*Task details*.
From the entries below, copy every line that holds the word "nTera".

- - - - -

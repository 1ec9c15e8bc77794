//! raid-watcher binary: wire the vocabulary, subscriptions, board client and
//! notification channels, then poll forever.

use std::path::PathBuf;
use std::sync::Arc;

use anyhow::Result;
use boshu_client::BoshuClient;
use raid_watcher::config::{WatcherConfig, DEFAULT_BOARD};
use raid_watcher::dedupe::NotifyChannel;
use raid_watcher::format::Markup;
use raid_watcher::subscription::load_subscriptions;
use raid_watcher::vocab::Vocabulary;
use raid_watcher::Watcher;
use tracing_subscriber::{layer::SubscriberExt, util::SubscriberInitExt};
use webhook_notify::{DiscordWebhook, TelegramBot};

#[tokio::main]
async fn main() -> Result<()> {
    tracing_subscriber::registry()
        .with(
            tracing_subscriber::EnvFilter::try_from_default_env()
                .unwrap_or_else(|_| "info,raid_watcher=debug".into()),
        )
        .with(tracing_subscriber::fmt::layer().with_target(true))
        .init();

    dotenvy::dotenv().ok();

    let config = WatcherConfig::from_env()?;

    let vocab = Vocabulary::from_files(
        &env_path("POKEMON_NAMES_PATH", "pokemon-names.json"),
        &env_path("META_NAMES_PATH", "meta-names.json"),
    )?;

    let subscriptions = load_subscriptions(&env_path("SUBSCRIPTIONS_PATH", "subscriptions.json"))?;
    anyhow::ensure!(!subscriptions.is_empty(), "no subscriptions configured");

    let mut channels = Vec::new();
    if let Ok(url) = std::env::var("DISCORD_WEBHOOK_URL") {
        channels.push(NotifyChannel {
            name: "discord",
            markup: Markup::Markdown,
            sender: Arc::new(DiscordWebhook::new(url)),
        });
    }
    if let (Ok(token), Ok(chat_id)) = (
        std::env::var("TELEGRAM_BOT_TOKEN"),
        std::env::var("TELEGRAM_CHAT_ID"),
    ) {
        channels.push(NotifyChannel {
            name: "telegram",
            markup: Markup::Html,
            sender: Arc::new(TelegramBot::new(token, chat_id)),
        });
    }
    anyhow::ensure!(
        !channels.is_empty(),
        "no notification channel configured; set DISCORD_WEBHOOK_URL and/or TELEGRAM_BOT_TOKEN + TELEGRAM_CHAT_ID"
    );

    let board = match std::env::var("BOSHU_BASE_URL") {
        Ok(base) => BoshuClient::with_base_url(base, DEFAULT_BOARD),
        Err(_) => BoshuClient::new(DEFAULT_BOARD),
    };

    tracing::info!(
        subscriptions = subscriptions.len(),
        channels = channels.len(),
        interval_secs = config.fetch_interval.as_secs(),
        "Starting raid watcher"
    );

    let mut watcher = Watcher::new(config, vocab, subscriptions, Arc::new(board), channels);
    watcher.run().await;
    Ok(())
}

fn env_path(var: &str, default: &str) -> PathBuf {
    std::env::var(var)
        .map(PathBuf::from)
        .unwrap_or_else(|_| PathBuf::from(default))
}
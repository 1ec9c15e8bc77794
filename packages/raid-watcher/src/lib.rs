//! Watches the boshu tera raid board and announces new listings.
//!
//! The core loop: build a board query per subscription, fetch and decode the
//! items bundle, project live listings, deduplicate by passcode against the
//! previous cycle, and deliver one message per genuinely new listing.

pub mod config;
pub mod dedupe;
pub mod format;
pub mod project;
pub mod query;
pub mod subscription;
pub mod traits;
pub mod vocab;
pub mod watcher;

pub use config::WatcherConfig;
pub use dedupe::{NotifyChannel, SubscriptionState};
pub use format::Markup;
pub use project::{project_listings, ProjectError, RaidListing};
pub use query::build_query;
pub use subscription::{load_subscriptions, Criterion, Subscription};
pub use traits::{Notifier, RaidBoard};
pub use vocab::{Category, VocabError, Vocabulary};
pub use watcher::Watcher;
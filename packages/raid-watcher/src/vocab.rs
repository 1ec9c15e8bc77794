//! English/Japanese name tables for the three vocabularies the board speaks.
//!
//! Subscriptions are written in English; the board stores and filters by the
//! Japanese names. The tables are loaded once at startup and are read-only
//! for the life of the process.

use std::collections::HashMap;
use std::fmt;
use std::path::Path;

use anyhow::Context;
use serde::Deserialize;
use thiserror::Error;

#[derive(Debug, Clone, Copy, PartialEq, Eq, Hash)]
pub enum Category {
    Pokemon,
    TeraType,
    JoinLabel,
}

impl fmt::Display for Category {
    fn fmt(&self, f: &mut fmt::Formatter<'_>) -> fmt::Result {
        f.write_str(match self {
            Category::Pokemon => "pokemon",
            Category::TeraType => "tera type",
            Category::JoinLabel => "join label",
        })
    }
}

#[derive(Debug, Error, PartialEq, Eq)]
pub enum VocabError {
    #[error("unknown {category} name: {name:?}")]
    UnknownTerm { category: Category, name: String },
}

/// One record of `pokemon-names.json`.
#[derive(Debug, Deserialize)]
#[serde(rename_all = "camelCase")]
pub struct PokemonNameEntry {
    pub english_name: String,
    pub japanese_name: String,
}

/// One record of `meta-names.json`; `type` distinguishes tera type names
/// from join-condition labels.
#[derive(Debug, Deserialize)]
#[serde(rename_all = "camelCase")]
pub struct MetaNameEntry {
    #[serde(rename = "type")]
    pub kind: String,
    pub english_name: String,
    pub japanese_name: String,
}

/// Bidirectional name tables, one bijection per category.
pub struct Vocabulary {
    to_jpn: HashMap<Category, HashMap<String, String>>,
    to_eng: HashMap<Category, HashMap<String, String>>,
}

impl Vocabulary {
    pub fn new(pokemon: Vec<PokemonNameEntry>, meta: Vec<MetaNameEntry>) -> Self {
        let mut vocab = Self {
            to_jpn: HashMap::new(),
            to_eng: HashMap::new(),
        };
        for entry in pokemon {
            vocab.insert(Category::Pokemon, entry.english_name, entry.japanese_name);
        }
        for entry in meta {
            match entry.kind.as_str() {
                "type" => vocab.insert(Category::TeraType, entry.english_name, entry.japanese_name),
                "label" => {
                    vocab.insert(Category::JoinLabel, entry.english_name, entry.japanese_name)
                }
                other => {
                    tracing::warn!(kind = other, "Skipping meta name entry of unknown kind");
                }
            }
        }
        vocab
    }

    /// Load both tables. A missing or malformed table is a startup error.
    pub fn from_files(pokemon_path: &Path, meta_path: &Path) -> anyhow::Result<Self> {
        let pokemon_text = std::fs::read_to_string(pokemon_path)
            .with_context(|| format!("reading pokemon names from {}", pokemon_path.display()))?;
        let pokemon: Vec<PokemonNameEntry> =
            serde_json::from_str(&pokemon_text).context("pokemon names table is malformed")?;

        let meta_text = std::fs::read_to_string(meta_path)
            .with_context(|| format!("reading meta names from {}", meta_path.display()))?;
        let meta: Vec<MetaNameEntry> =
            serde_json::from_str(&meta_text).context("meta names table is malformed")?;

        Ok(Self::new(pokemon, meta))
    }

    fn insert(&mut self, category: Category, english: String, japanese: String) {
        self.to_jpn
            .entry(category)
            .or_default()
            .insert(english.clone(), japanese.clone());
        self.to_eng
            .entry(category)
            .or_default()
            .insert(japanese, english);
    }

    pub fn to_japanese(&self, category: Category, name: &str) -> Result<&str, VocabError> {
        Self::lookup(&self.to_jpn, category, name)
    }

    pub fn to_english(&self, category: Category, name: &str) -> Result<&str, VocabError> {
        Self::lookup(&self.to_eng, category, name)
    }

    fn lookup<'a>(
        map: &'a HashMap<Category, HashMap<String, String>>,
        category: Category,
        name: &str,
    ) -> Result<&'a str, VocabError> {
        map.get(&category)
            .and_then(|names| names.get(name))
            .map(String::as_str)
            .ok_or_else(|| VocabError::UnknownTerm {
                category,
                name: name.to_string(),
            })
    }
}
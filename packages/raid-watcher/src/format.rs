//! Per-channel rendering of listing announcements.

use crate::project::RaidListing;

/// Markup dialect a notification channel expects.
#[derive(Debug, Clone, Copy, PartialEq, Eq)]
pub enum Markup {
    /// Telegram-flavoured HTML.
    Html,
    /// Discord-flavoured markdown.
    Markdown,
}

/// Render one listing announcement in the given markup.
pub fn render(listing: &RaidListing, markup: Markup) -> String {
    match markup {
        Markup::Html => render_html(listing),
        Markup::Markdown => render_markdown(listing),
    }
}

fn render_html(l: &RaidListing) -> String {
    format!(
        "Pokemon: <b>{}</b>\nTera type: <b>{}</b>\nDifficulty: <b>{}</b>\n\
         Join conditions: <b>{}</b>\nCode: <code>{}</code>\n\
         Time left: <b>{}</b> <i>(at {})</i>",
        l.pokemon,
        l.tera_type,
        l.stars,
        l.join_conditions.join(", "),
        l.passcode,
        l.remaining_time,
        l.observed_at,
    )
}

fn render_markdown(l: &RaidListing) -> String {
    format!(
        "--------------------------\nPokemon: **{}**\nTera type: **{}**\n\
         Difficulty: **{}**\nJoin conditions: **{}**\nCode: `{}`\n\
         Time left: **{}** *(at {})*",
        l.pokemon,
        l.tera_type,
        l.stars,
        l.join_conditions.join(", "),
        l.passcode,
        l.remaining_time,
        l.observed_at,
    )
}
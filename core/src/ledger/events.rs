// core/src/ledger/events.rs

//! Decoding of the three marketplace event kinds and of contract detail
//! reads. This is the single wire→symbol decode site; the encode direction
//! lives in `exchange::calldata`.

use crate::error::{MarketError, MarketResult};
use crate::provider::{EmittedEvent, OrderDetails, RawItem};
use crate::types::{ConsiderationItem, ItemType, OfferItem, Order, OrderKind, OrderParameters, OrderStatus, StarkAddress};
use alloy_primitives::{keccak256, B256};

pub const ORDER_CREATED: &str = "OrderCreated";
pub const ORDER_FULFILLED: &str = "OrderFulfilled";
pub const ORDER_CANCELLED: &str = "OrderCancelled";

/// Event selector: the hash of the event name, as emitted in `keys[0]`.
pub fn selector(event_name: &str) -> B256 {
  keccak256(event_name.as_bytes())
}

/// The three event kinds the ledger reduces over, in decoded form.
#[derive(Debug, Clone, PartialEq, Eq)]
pub enum MarketEvent {
  /// Requires a detail fetch; carries the base record's identity.
  Created {
    order_hash: B256,
    offerer: StarkAddress,
    block_number: u64,
  },
  Fulfilled { order_hash: B256 },
  Cancelled { order_hash: B256 },
}

/// Decodes a raw event by selector. Keys are `[selector, order_hash]` with
/// a third key carrying the offerer on `OrderCreated`. Returns `None` for
/// foreign selectors or malformed key lists; the caller logs and skips.
pub fn decode_event(event: &EmittedEvent) -> Option<MarketEvent> {
  let sel = *event.keys.first()?;
  let order_hash = *event.keys.get(1)?;
  if sel == selector(ORDER_CREATED) {
    let offerer = StarkAddress::from(*event.keys.get(2)?);
    Some(MarketEvent::Created {
      order_hash,
      offerer,
      block_number: event.block_number,
    })
  } else if sel == selector(ORDER_FULFILLED) {
    Some(MarketEvent::Fulfilled { order_hash })
  } else if sel == selector(ORDER_CANCELLED) {
    Some(MarketEvent::Cancelled { order_hash })
  } else {
    None
  }
}

fn decode_offer_item(order_hash: B256, raw: &RawItem) -> MarketResult<OfferItem> {
  let item_type = ItemType::from_wire(raw.item_type).ok_or_else(|| MarketError::OrderDecode {
    order_hash,
    reason: format!("unknown offer item type {:#x}", raw.item_type),
  })?;
  Ok(OfferItem {
    item_type,
    token: raw.token,
    identifier_or_criteria: raw.identifier_or_criteria,
    start_amount: raw.start_amount,
    end_amount: raw.end_amount,
  })
}

fn decode_consideration_item(order_hash: B256, raw: &RawItem) -> MarketResult<ConsiderationItem> {
  let item_type = ItemType::from_wire(raw.item_type).ok_or_else(|| MarketError::OrderDecode {
    order_hash,
    reason: format!("unknown consideration item type {:#x}", raw.item_type),
  })?;
  let recipient = raw.recipient.ok_or_else(|| MarketError::OrderDecode {
    order_hash,
    reason: "consideration item without recipient".to_string(),
  })?;
  Ok(ConsiderationItem {
    item_type,
    token: raw.token,
    identifier_or_criteria: raw.identifier_or_criteria,
    start_amount: raw.start_amount,
    end_amount: raw.end_amount,
    recipient,
  })
}

/// Rebuilds a full [`Order`] from a contract detail read, decoding every
/// wire enum back to its symbol. Any unknown wire value fails this one
/// order only; the refresh continues without it.
pub fn decode_order(order_hash: B256, details: &OrderDetails, block_number: u64) -> MarketResult<Order> {
  if details.offer.is_empty() {
    return Err(MarketError::OrderDecode {
      order_hash,
      reason: "order has no offer item".to_string(),
    });
  }
  let offer = details
    .offer
    .iter()
    .map(|raw| decode_offer_item(order_hash, raw))
    .collect::<MarketResult<Vec<_>>>()?;
  let consideration = details
    .consideration
    .iter()
    .map(|raw| decode_consideration_item(order_hash, raw))
    .collect::<MarketResult<Vec<_>>>()?;
  let order_kind = OrderKind::from_wire(details.order_kind).ok_or_else(|| MarketError::OrderDecode {
    order_hash,
    reason: format!("unknown order kind {:#x}", details.order_kind),
  })?;
  let status = OrderStatus::from_wire(details.order_status).ok_or_else(|| MarketError::OrderDecode {
    order_hash,
    reason: format!("unknown order status {:#x}", details.order_status),
  })?;

  Ok(Order {
    order_hash,
    parameters: OrderParameters {
      offerer: details.offerer,
      zone: details.zone,
      offer,
      consideration,
      order_kind,
      start_time: details.start_time,
      end_time: details.end_time,
      zone_hash: details.zone_hash,
      salt: details.salt,
      conduit_key: details.conduit_key,
    },
    nonce: details.nonce,
    status,
    block_number,
  })
}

- - - - -

*Task result*.
        "Pokemon: <b>{}</b>\nTera type: <b>{}</b>\nDifficulty: <b>{}</b>\n\
        "--------------------------\nPokemon: **{}**\nTera type: **{}**\n\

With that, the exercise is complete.